Distinctly, I hear Cissy whisper something.

"Sorry," she says, over and over. "I'm sorry."

Sorry! Years and years you've hated me, tried to kill my family- tortured my husband and watched my daughter die, for all I know, and all you can say is sorry!

Then the thought hits me again, that awful, cold realisation- I have nobody but Teddy. And I must be his everybody.

Ted- oh, Ted, why didn't you leave the country?

(Why did I make you leave?)

"I'll be round, Droma," you had said- and then you left, and never came back.

And Dora, my darling girl, my scatterbrained, reckless girl- where are you now?

(And I could never get back at Bellatrix for all she's done. I'd never hated Molly Weasley so much.)

"Hate, Droma? That's a pretty strong word," I hear you say once more. You were at home then, looking so innocent and so perplexed, and you took me into your arms and held me.

"I hate them," I had murmured back, "I hate them for all that they've done, for all they've taken from me."

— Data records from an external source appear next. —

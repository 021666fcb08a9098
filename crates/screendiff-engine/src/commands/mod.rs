//! Command orchestration layer.
//!
//! Commands own lifecycle logging (`log_op_start!` / `log_op_end!` /
//! `log_op_error!`); the store and core crates only emit `debug!` details.

pub mod detect;
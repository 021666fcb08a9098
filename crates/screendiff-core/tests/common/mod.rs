use screendiff_core::{Node, NormalizationContext, Side};

pub const CURRENT_MAIN: u64 = 101;
pub const CURRENT_SUB: u64 = 102;
pub const PREVIEW_MAIN: u64 = 201;
pub const PREVIEW_SUB: u64 = 202;

/// Context for `side` with the fixture app ids and script bodies ignored
#[allow(dead_code)]
pub fn ctx(side: Side) -> NormalizationContext {
    match side {
        Side::Current => NormalizationContext::new(side, CURRENT_MAIN, CURRENT_SUB, true),
        Side::Preview => NormalizationContext::new(side, PREVIEW_MAIN, PREVIEW_SUB, true),
    }
}

/// Element shorthand for fixtures
#[allow(dead_code)]
pub fn el(tag: &str, attrs: &[(&str, &str)], children: Vec<Node>) -> Node {
    Node::element(tag, attrs.iter().copied(), children)
}

/// Attribute value of an element node, panicking on character data
#[allow(dead_code)]
pub fn attr<'a>(node: &'a Node, name: &str) -> Option<&'a str> {
    node.as_element().expect("element node").attr(name)
}

/// A small screen exercising most tag rules
#[allow(dead_code)]
pub fn sample_screen(main_app_id: u64, posted: &str) -> Node {
    let app_href = format!("/k/{main_app_id}/show#record=12");
    let app_value = main_app_id.to_string();
    el(
        "HTML",
        &[],
        vec![
            el(
                "HEAD",
                &[],
                vec![
                    el(
                        "LINK",
                        &[("rel", "stylesheet"), ("href", "/static/k/23.4.1_8812/desktop.css")],
                        vec![],
                    ),
                    el(
                        "SCRIPT",
                        &[("src", "https://static.cybozu.com/k/kintone_23.4.1_8812/app.js")],
                        vec![Node::text("window.__boot = 1;")],
                    ),
                ],
            ),
            Node::comment("rendered by node-7"),
            el(
                "BODY",
                &[],
                vec![
                    Node::text("\n    "),
                    el("A", &[("href", app_href.as_str())], vec![Node::text("Open record")]),
                    el("A", &[("href", "/k/#/space/42")], vec![Node::text("Space")]),
                    el(
                        "INPUT",
                        &[("type", "hidden"), ("name", "app"), ("value", app_value.as_str())],
                        vec![],
                    ),
                    el("DIV", &[("id", "5501_3_html5")], vec![Node::text("x")]),
                    el(
                        "SPAN",
                        &[("class", "ocean-space-thread-photo"), ("style", "background-image: url(/u/9.png);")],
                        vec![],
                    ),
                    el("P", &[], vec![Node::text(posted)]),
                ],
            ),
        ],
    )
}
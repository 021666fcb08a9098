//! Diff operations as reported by the external tree-diff engine.
//!
//! The serde shape is the engine's own: an `action` tag plus camelCase
//! payload fields. Payload fields are optional so that an incomplete
//! operation still deserializes; the renderer skips it instead of failing.

use crate::model::{FormValue, Node};
use serde::{Deserialize, Serialize};

/// One structural difference between the current and preview trees.
///
/// `route` is the child-index path from the root to the affected node.
#[derive(Debug, Clone, PartialEq, Serialize, Deserialize)]
#[serde(tag = "action", rename_all = "camelCase", rename_all_fields = "camelCase")]
pub enum DiffOperation {
    AddAttribute {
        #[serde(default)]
        route: Vec<usize>,
        name: Option<String>,
        value: Option<String>,
    },
    RemoveAttribute {
        #[serde(default)]
        route: Vec<usize>,
        name: Option<String>,
        value: Option<String>,
    },
    ModifyAttribute {
        #[serde(default)]
        route: Vec<usize>,
        name: Option<String>,
        old_value: Option<String>,
        new_value: Option<String>,
    },
    AddTextElement {
        #[serde(default)]
        route: Vec<usize>,
        value: Option<String>,
    },
    RemoveTextElement {
        #[serde(default)]
        route: Vec<usize>,
        value: Option<String>,
    },
    ModifyTextElement {
        #[serde(default)]
        route: Vec<usize>,
        old_value: Option<String>,
        new_value: Option<String>,
    },
    AddElement {
        #[serde(default)]
        route: Vec<usize>,
        element: Option<Node>,
    },
    RemoveElement {
        #[serde(default)]
        route: Vec<usize>,
        element: Option<Node>,
    },
    ReplaceElement {
        #[serde(default)]
        route: Vec<usize>,
        old_value: Option<Node>,
        new_value: Option<Node>,
    },
    RelocateGroup {
        #[serde(default)]
        route: Vec<usize>,
        group_length: Option<usize>,
        from: Option<usize>,
        to: Option<usize>,
    },
    ModifyValue {
        #[serde(default)]
        route: Vec<usize>,
        old_value: Option<FormValue>,
        new_value: Option<FormValue>,
    },
    ModifyChecked {
        #[serde(default)]
        route: Vec<usize>,
        old_value: Option<bool>,
        new_value: Option<bool>,
    },
    ModifySelected {
        #[serde(default)]
        route: Vec<usize>,
        old_value: Option<bool>,
        new_value: Option<bool>,
    },
    ModifyComment {
        #[serde(default)]
        route: Vec<usize>,
        old_value: Option<String>,
        new_value: Option<String>,
    },
}

impl DiffOperation {
    /// The engine's action name, e.g. `modifyAttribute`.
    pub fn kind(&self) -> &'static str {
        match self {
            DiffOperation::AddAttribute { .. } => "addAttribute",
            DiffOperation::RemoveAttribute { .. } => "removeAttribute",
            DiffOperation::ModifyAttribute { .. } => "modifyAttribute",
            DiffOperation::AddTextElement { .. } => "addTextElement",
            DiffOperation::RemoveTextElement { .. } => "removeTextElement",
            DiffOperation::ModifyTextElement { .. } => "modifyTextElement",
            DiffOperation::AddElement { .. } => "addElement",
            DiffOperation::RemoveElement { .. } => "removeElement",
            DiffOperation::ReplaceElement { .. } => "replaceElement",
            DiffOperation::RelocateGroup { .. } => "relocateGroup",
            DiffOperation::ModifyValue { .. } => "modifyValue",
            DiffOperation::ModifyChecked { .. } => "modifyChecked",
            DiffOperation::ModifySelected { .. } => "modifySelected",
            DiffOperation::ModifyComment { .. } => "modifyComment",
        }
    }

    pub fn route(&self) -> &[usize] {
        match self {
            DiffOperation::AddAttribute { route, .. }
            | DiffOperation::RemoveAttribute { route, .. }
            | DiffOperation::ModifyAttribute { route, .. }
            | DiffOperation::AddTextElement { route, .. }
            | DiffOperation::RemoveTextElement { route, .. }
            | DiffOperation::ModifyTextElement { route, .. }
            | DiffOperation::AddElement { route, .. }
            | DiffOperation::RemoveElement { route, .. }
            | DiffOperation::ReplaceElement { route, .. }
            | DiffOperation::RelocateGroup { route, .. }
            | DiffOperation::ModifyValue { route, .. }
            | DiffOperation::ModifyChecked { route, .. }
            | DiffOperation::ModifySelected { route, .. }
            | DiffOperation::ModifyComment { route, .. } => route,
        }
    }
}
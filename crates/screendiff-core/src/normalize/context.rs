use serde::{Deserialize, Serialize};

/// Which deployment environment a tree was scraped from.
#[derive(Debug, Clone, Copy, PartialEq, Eq, Hash, Serialize, Deserialize)]
#[serde(rename_all = "lowercase")]
pub enum Side {
    Current,
    Preview,
}

impl Side {
    pub fn as_str(&self) -> &'static str {
        match self {
            Side::Current => "current",
            Side::Preview => "preview",
        }
    }
}

impl std::fmt::Display for Side {
    fn fmt(&self, f: &mut std::fmt::Formatter<'_>) -> std::fmt::Result {
        f.write_str(self.as_str())
    }
}

/// Per-tree normalization settings.
///
/// Built once before traversal and only ever borrowed immutably by the
/// rules. The app ids are the ones owned by this tree's own environment;
/// links and form values pointing at them are the ones that get redacted.
#[derive(Debug, Clone, PartialEq, Eq)]
pub struct NormalizationContext {
    side: Side,
    main_app_id: u64,
    sub_app_id: u64,
    ignore_script_contents: bool,
}

impl NormalizationContext {
    pub fn new(side: Side, main_app_id: u64, sub_app_id: u64, ignore_script_contents: bool) -> Self {
        Self {
            side,
            main_app_id,
            sub_app_id,
            ignore_script_contents,
        }
    }

    pub fn side(&self) -> Side {
        self.side
    }

    pub fn main_app_id(&self) -> u64 {
        self.main_app_id
    }

    pub fn sub_app_id(&self) -> u64 {
        self.sub_app_id
    }

    pub fn ignore_script_contents(&self) -> bool {
        self.ignore_script_contents
    }

    /// True when `id` is either of this environment's own apps.
    pub fn owns_app(&self, id: u64) -> bool {
        id == self.main_app_id || id == self.sub_app_id
    }
}

#[cfg(test)]
mod tests {
    use super::*;

    #[test]
    fn test_side_display() {
        assert_eq!(Side::Current.to_string(), "current");
        assert_eq!(Side::Preview.as_str(), "preview");
    }

    #[test]
    fn test_owns_app() {
        let ctx = NormalizationContext::new(Side::Preview, 10, 11, true);
        assert!(ctx.owns_app(10));
        assert!(ctx.owns_app(11));
        assert!(!ctx.owns_app(12));
    }
}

And the tears come, despite all my reservations, running through Cissy's perfect blonde hair, and she is holding on me, hugging me- back like when we were children. (when we were sisters)

We sit there for hours, just the two of us.

It isn't until Teddy wakes up that Cissy raises her face, and says quietly, "I must go home."

And then the knife is twisting once more, reminding me of the home that I once had, the home I can't go to.

You have Lucius and your son. You have Lucius and your son.

Before she leaves the door, she turns around and looks at me, her ice grey eyes piercing.

"She was my niece too," she whispers, and leaves.

And somehow, that makes it just that tiny bit more bearable.